TASK OBJECTIVE: Establish how many lines in the material include the string "Network" and report it as a lone number.

DATA PROVIDED:

^^^^^^^^

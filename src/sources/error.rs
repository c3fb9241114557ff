use std::time::Duration;

use thiserror::Error;

/// Longest upstream body excerpt kept in an error message
const BODY_EXCERPT_LEN: usize = 200;

/// Why a single data source produced no data.
///
/// These never cross the aggregator boundary; a failed source is logged and
/// simply left out of the aggregate.
#[derive(Error, Debug, Clone, PartialEq, Eq)]
pub enum SourceError {
    #[error("{0} not configured")]
    MissingCredential(String),

    #[error("Network error: {0}")]
    Network(String),

    #[error("Timed out after {0}s")]
    Timeout(u64),

    #[error("Upstream API error {status}: {message}")]
    Upstream { status: u16, message: String },

    #[error("Invalid payload: {0}")]
    InvalidPayload(String),

    #[error("No results: {0}")]
    NoResults(String),

    #[error("Source task panicked: {0}")]
    Panicked(String),
}

impl SourceError {
    /// Build an upstream error, keeping only the start of the response body
    pub fn upstream(status: u16, body: &str) -> Self {
        let message: String = body.chars().take(BODY_EXCERPT_LEN).collect();
        SourceError::Upstream { status, message }
    }

    /// Classify a failed send, reporting a per-request timeout as [`SourceError::Timeout`]
    pub fn request(err: reqwest_middleware::Error, timeout: Duration) -> Self {
        match err {
            reqwest_middleware::Error::Reqwest(err) if err.is_timeout() => {
                SourceError::Timeout(timeout.as_secs())
            }
            other => other.into(),
        }
    }
}

// Request URLs carry API keys as query parameters, so they never reach the message
impl From<reqwest::Error> for SourceError {
    fn from(err: reqwest::Error) -> Self {
        let err = err.without_url();
        if err.is_decode() {
            SourceError::InvalidPayload(err.to_string())
        } else {
            SourceError::Network(err.to_string())
        }
    }
}

impl From<reqwest_middleware::Error> for SourceError {
    fn from(err: reqwest_middleware::Error) -> Self {
        match err {
            reqwest_middleware::Error::Reqwest(err) => err.without_url().into(),
            reqwest_middleware::Error::Middleware(err) => SourceError::Network(err.to_string()),
        }
    }
}

pub type Result<T> = std::result::Result<T, SourceError>;

#[cfg(test)]
mod tests {
    use super::*;

    #[test]
    fn test_upstream_body_is_truncated() {
        let body = "x".repeat(1000);
        let SourceError::Upstream { status, message } = SourceError::upstream(503, &body) else {
            panic!("expected upstream error");
        };
        assert_eq!(status, 503);
        assert_eq!(message.len(), 200);
    }

    #[test]
    fn test_messages_carry_status() {
        let err = SourceError::upstream(401, "Invalid ApiKey");
        assert_eq!(err.to_string(), "Upstream API error 401: Invalid ApiKey");

        let err = SourceError::MissingCredential("OpenWeatherMap API key".to_string());
        assert_eq!(err.to_string(), "OpenWeatherMap API key not configured");
    }
}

^^^^^^^^

ANSWER SPACE: 4